Physical characteristics
- Source: source
- • location: SW slope of Mount Smith, seven miles northwest of Leon Springs, northwestern Bexar County
- • coordinates: 29°40′48″N 98°44′26″W﻿ / ﻿29.68000°N 98.74056°W
- • elevation: 1,590 ft (480 m)
- Mouth: mouth
- • location: confluence with Medina River, Bexar County, Texas
- • coordinates: 29°15′53″N 98°29′38″W﻿ / ﻿29.26472°N 98.49389°W
- • elevation: 469 ft (143 m)
- Length: 36 mi (58 km)

Basin features
- River system: Medina River

= Leon Creek =

Leon Creek is a tributary stream of the Medina River, in Bexar County, Texas.

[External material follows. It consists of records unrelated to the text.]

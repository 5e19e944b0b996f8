// SPDX-FileCopyrightText: 2025 Hyperpolymath
// SPDX-License-Identifier: PMPL-1.0-or-later

//! Durable string-to-string key-value stores.
//!
//! The rate limiter only needs `get`/`set`/`remove` over a flat namespace of
//! string keys, the same surface a browser's local storage offers. There is
//! no transactional guarantee: callers do read-modify-write.

use crate::error::StoreError;
use parking_lot::RwLock;
use std::collections::HashMap;
use std::fmt::Debug;
use std::fs;
use std::io::ErrorKind;
use std::path::{Path, PathBuf};
use std::sync::Arc;
use tracing::{debug, warn};

/// Flat key-value store of string values.
pub trait KeyValueStore: Send + Sync + Debug {
    /// Read the value stored under `key`, if any.
    fn get(&self, key: &str) -> Result<Option<String>, StoreError>;

    /// Store `value` under `key`, replacing any previous value.
    fn set(&self, key: &str, value: &str) -> Result<(), StoreError>;

    /// Delete `key`. Removing a missing key is not an error.
    fn remove(&self, key: &str) -> Result<(), StoreError>;
}

/// In-process store. Clones share the same map.
#[derive(Debug, Clone, Default)]
pub struct MemoryStore {
    entries: Arc<RwLock<HashMap<String, String>>>,
}

impl MemoryStore {
    pub fn new() -> Self {
        Self::default()
    }

    /// Number of keys currently stored.
    pub fn len(&self) -> usize {
        self.entries.read().len()
    }

    pub fn is_empty(&self) -> bool {
        self.entries.read().is_empty()
    }
}

impl KeyValueStore for MemoryStore {
    fn get(&self, key: &str) -> Result<Option<String>, StoreError> {
        Ok(self.entries.read().get(key).cloned())
    }

    fn set(&self, key: &str, value: &str) -> Result<(), StoreError> {
        self.entries
            .write()
            .insert(key.to_string(), value.to_string());
        Ok(())
    }

    fn remove(&self, key: &str) -> Result<(), StoreError> {
        self.entries.write().remove(key);
        Ok(())
    }
}

/// Store persisted as a single JSON object file.
///
/// Values survive process restarts. Writes go to a sibling temp file that is
/// renamed over the target. Concurrent processes sharing one file race on
/// read-modify-write; the in-process lock only orders calls within this
/// process.
#[derive(Debug)]
pub struct FileStore {
    path: PathBuf,
    lock: RwLock<()>,
}

impl FileStore {
    /// Open (lazily) a store at `path`. The file is created on first write.
    pub fn new(path: impl Into<PathBuf>) -> Self {
        Self {
            path: path.into(),
            lock: RwLock::new(()),
        }
    }

    pub fn path(&self) -> &Path {
        &self.path
    }

    fn load(&self) -> Result<HashMap<String, String>, StoreError> {
        match fs::read_to_string(&self.path) {
            Ok(contents) if contents.trim().is_empty() => Ok(HashMap::new()),
            Ok(contents) => Ok(serde_json::from_str(&contents)?),
            Err(e) if e.kind() == ErrorKind::NotFound => Ok(HashMap::new()),
            Err(e) => Err(e.into()),
        }
    }

    /// Load for a write. A corrupt file is replaced rather than blocking all
    /// further writes.
    fn load_for_write(&self) -> Result<HashMap<String, String>, StoreError> {
        match self.load() {
            Err(StoreError::Serialization(e)) => {
                warn!(path = %self.path.display(), error = %e, "Store file corrupt, starting fresh");
                Ok(HashMap::new())
            }
            other => other,
        }
    }

    fn persist(&self, entries: &HashMap<String, String>) -> Result<(), StoreError> {
        if let Some(parent) = self.path.parent() {
            if !parent.as_os_str().is_empty() {
                fs::create_dir_all(parent)?;
            }
        }

        let tmp = self.path.with_extension("tmp");
        fs::write(&tmp, serde_json::to_vec_pretty(entries)?)?;
        fs::rename(&tmp, &self.path)?;
        debug!(path = %self.path.display(), keys = entries.len(), "Store persisted");
        Ok(())
    }
}

impl KeyValueStore for FileStore {
    fn get(&self, key: &str) -> Result<Option<String>, StoreError> {
        let _guard = self.lock.read();
        Ok(self.load()?.remove(key))
    }

    fn set(&self, key: &str, value: &str) -> Result<(), StoreError> {
        let _guard = self.lock.write();
        let mut entries = self.load_for_write()?;
        entries.insert(key.to_string(), value.to_string());
        self.persist(&entries)
    }

    fn remove(&self, key: &str) -> Result<(), StoreError> {
        let _guard = self.lock.write();
        let mut entries = self.load_for_write()?;
        if entries.remove(key).is_some() {
            self.persist(&entries)?;
        }
        Ok(())
    }
}

#[cfg(test)]
mod tests {
    use super::*;

    #[test]
    fn test_memory_store_roundtrip() {
        let store = MemoryStore::new();
        assert_eq!(store.get("a").unwrap(), None);

        store.set("a", "1").unwrap();
        assert_eq!(store.get("a").unwrap().as_deref(), Some("1"));

        store.remove("a").unwrap();
        assert_eq!(store.get("a").unwrap(), None);
        // Removing twice is fine
        store.remove("a").unwrap();
    }

    #[test]
    fn test_memory_store_clones_share_state() {
        let tab_a = MemoryStore::new();
        let tab_b = tab_a.clone();

        tab_a.set("k", "v").unwrap();
        assert_eq!(tab_b.get("k").unwrap().as_deref(), Some("v"));
        assert_eq!(tab_b.len(), 1);
    }

    #[test]
    fn test_file_store_survives_reopen() {
        let dir = tempfile::tempdir().unwrap();
        let path = dir.path().join("nested").join("store.json");

        FileStore::new(&path).set("k", "v").unwrap();

        let reopened = FileStore::new(&path);
        assert_eq!(reopened.get("k").unwrap().as_deref(), Some("v"));
        assert_eq!(reopened.get("missing").unwrap(), None);
    }

    #[test]
    fn test_file_store_missing_file_reads_empty() {
        let dir = tempfile::tempdir().unwrap();
        let store = FileStore::new(dir.path().join("absent.json"));
        assert_eq!(store.get("k").unwrap(), None);
        store.remove("k").unwrap();
    }

    #[test]
    fn test_file_store_corrupt_file() {
        let dir = tempfile::tempdir().unwrap();
        let path = dir.path().join("store.json");
        fs::write(&path, "{not json").unwrap();

        let store = FileStore::new(&path);
        assert!(matches!(store.get("k"), Err(StoreError::Serialization(_))));

        // A write repairs the file
        store.set("k", "v").unwrap();
        assert_eq!(store.get("k").unwrap().as_deref(), Some("v"));
    }
}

Leon Creek has its source seven miles northeast of Leon Springs in northwestern Bexar County. The creek runs southeast through Leon Valley and the west side of the city of San Antonio to its mouth on the Medina River, just west of Cassin and twelve miles south of downtown San Antonio.

Leon Creek was a watering place for travelers on the San Antonio-El Paso Road including the stagecoach lines like the San Antonio-El Paso Mail and San Antonio-San Diego Mail Line.